_Aim of the task:_ For each line below, print it again exactly as shown.

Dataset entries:

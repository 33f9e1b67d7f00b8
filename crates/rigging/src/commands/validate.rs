use crate::utils::Context;
use colored::Colorize;
use rigging_cloud::DesiredState;
use rigging_converge::{InventoryDocument, Playbook};
use std::path::Path;
use std::process::ExitCode;

enum DocumentKind {
    Desired,
    Playbook,
    Inventory,
}

/// Guess the document kind from its top-level keys
fn detect(content: &str) -> anyhow::Result<DocumentKind> {
    let value: serde_yaml::Value = serde_yaml::from_str(content)?;
    let has = |key: &str| value.get(key).is_some();
    Ok(if has("plays") {
        DocumentKind::Playbook
    } else if has("hosts") || has("from_state") {
        DocumentKind::Inventory
    } else {
        DocumentKind::Desired
    })
}

pub async fn handle(ctx: &Context, file: &Path) -> anyhow::Result<ExitCode> {
    println!("{} {}", "Validating".blue(), file.display().to_string().cyan());
    if let Some(path) = &ctx.settings_path {
        println!("Settings: {}", path.display().to_string().cyan());
    }

    let content = tokio::fs::read_to_string(file).await?;
    match check(ctx, &content) {
        Ok(summary) => {
            println!("{}", "✓ Document is valid".green().bold());
            for line in summary {
                println!("  {}", line);
            }
            Ok(ExitCode::SUCCESS)
        }
        Err(e) => {
            eprintln!("{}", "✗ Invalid document".red().bold());
            eprintln!("  {:#}", e);
            Ok(ExitCode::FAILURE)
        }
    }
}

fn check(ctx: &Context, content: &str) -> anyhow::Result<Vec<String>> {
    match detect(content)? {
        DocumentKind::Desired => {
            let desired = DesiredState::from_yaml_str(content)?;
            let registry = ctx.registry();
            let mut summary = vec![format!("desired state, {} resources", desired.resources().len())];
            for resource in desired.resources() {
                registry.get(&resource.resource_type)?;
                summary.push(format!("- {}", resource.reference()));
            }
            Ok(summary)
        }
        DocumentKind::Playbook => {
            let playbook = Playbook::from_yaml_str(content)?;
            let mut summary = vec![format!("playbook, {} plays", playbook.plays().len())];
            for play in playbook.plays() {
                summary.push(format!(
                    "- {} (hosts: {}, {} actions, {} handlers)",
                    play.name,
                    play.hosts,
                    play.actions.len(),
                    play.handlers.len()
                ));
            }
            Ok(summary)
        }
        DocumentKind::Inventory => {
            let document = InventoryDocument::from_yaml_str(content)?;
            let sources = document.from_state.len();
            // Hosts from state only exist after apply
            let inventory = document.into_inventory(|_| Default::default())?;
            let mut summary = vec![format!(
                "inventory, {} hosts, {} state sources",
                inventory.len(),
                sources
            )];
            for host in inventory.hosts() {
                summary.push(format!("- {} ({})", host.alias, host.address));
            }
            Ok(summary)
        }
    }
}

_Answer for this exercise:_
repository 33f9e1b67d7f00b8
filename crates/rigging/src/commands/validate.rs
use crate::utils::Context;
use colored::Colorize;
use rigging_cloud::DesiredState;
use rigging_converge::{InventoryDocument, Playbook};
use std::path::Path;
use std::process::ExitCode;

enum DocumentKind {
    Desired,
    Playbook,
    Inventory,
}

/// Guess the document kind from its top-level keys
fn detect(content: &str) -> anyhow::Result<DocumentKind> {
    let value: serde_yaml::Value = serde_yaml::from_str(content)?;
    let has = |key: &str| value.get(key).is_some();
    Ok(if has("plays") {
        DocumentKind::Playbook
    } else if has("hosts") || has("from_state") {
        DocumentKind::Inventory
    } else {
        DocumentKind::Desired
    })
}

pub async fn handle(ctx: &Context, file: &Path) -> anyhow::Result<ExitCode> {
    println!("{} {}", "Validating".blue(), file.display().to_string().cyan());
    if let Some(path) = &ctx.settings_path {
        println!("Settings: {}", path.display().to_string().cyan());
    }

    let content = tokio::fs::read_to_string(file).await?;
    match check(ctx, &content) {
        Ok(summary) => {
            println!("{}", "✓ Document is valid".green().bold());
            for line in summary {
                println!("  {}", line);
            }
            Ok(ExitCode::SUCCESS)
        }
        Err(e) => {
            eprintln!("{}", "✗ Invalid document".red().bold());
            eprintln!("  {:#}", e);
            Ok(ExitCode::FAILURE)
        }
    }
}

fn check(ctx: &Context, content: &str) -> anyhow::Result<Vec<String>> {
    match detect(content)? {
        DocumentKind::Desired => {
            let desired = DesiredState::from_yaml_str(content)?;
            let registry = ctx.registry();
            let mut summary = vec![format!("desired state, {} resources", desired.resources().len())];
            for resource in desired.resources() {
                registry.get(&resource.resource_type)?;
                summary.push(format!("- {}", resource.reference()));
            }
            Ok(summary)
        }
        DocumentKind::Playbook => {
            let playbook = Playbook::from_yaml_str(content)?;
            let mut summary = vec![format!("playbook, {} plays", playbook.plays().len())];
            for play in playbook.plays() {
                summary.push(format!(
                    "- {} (hosts: {}, {} actions, {} handlers)",
                    play.name,
                    play.hosts,
                    play.actions.len(),
                    play.handlers.len()
                ));
            }
            Ok(summary)
        }
        DocumentKind::Inventory => {
            let document = InventoryDocument::from_yaml_str(content)?;
            let sources = document.from_state.len();
            // Hosts from state only exist after apply
            let inventory = document.into_inventory(|_| Default::default())?;
            let mut summary = vec![format!(
                "inventory, {} hosts, {} state sources",
                inventory.len(),
                sources
            )];
            for host in inventory.hosts() {
                summary.push(format!("- {} ({})", host.alias, host.address));
            }
            Ok(summary)
        }
    }
}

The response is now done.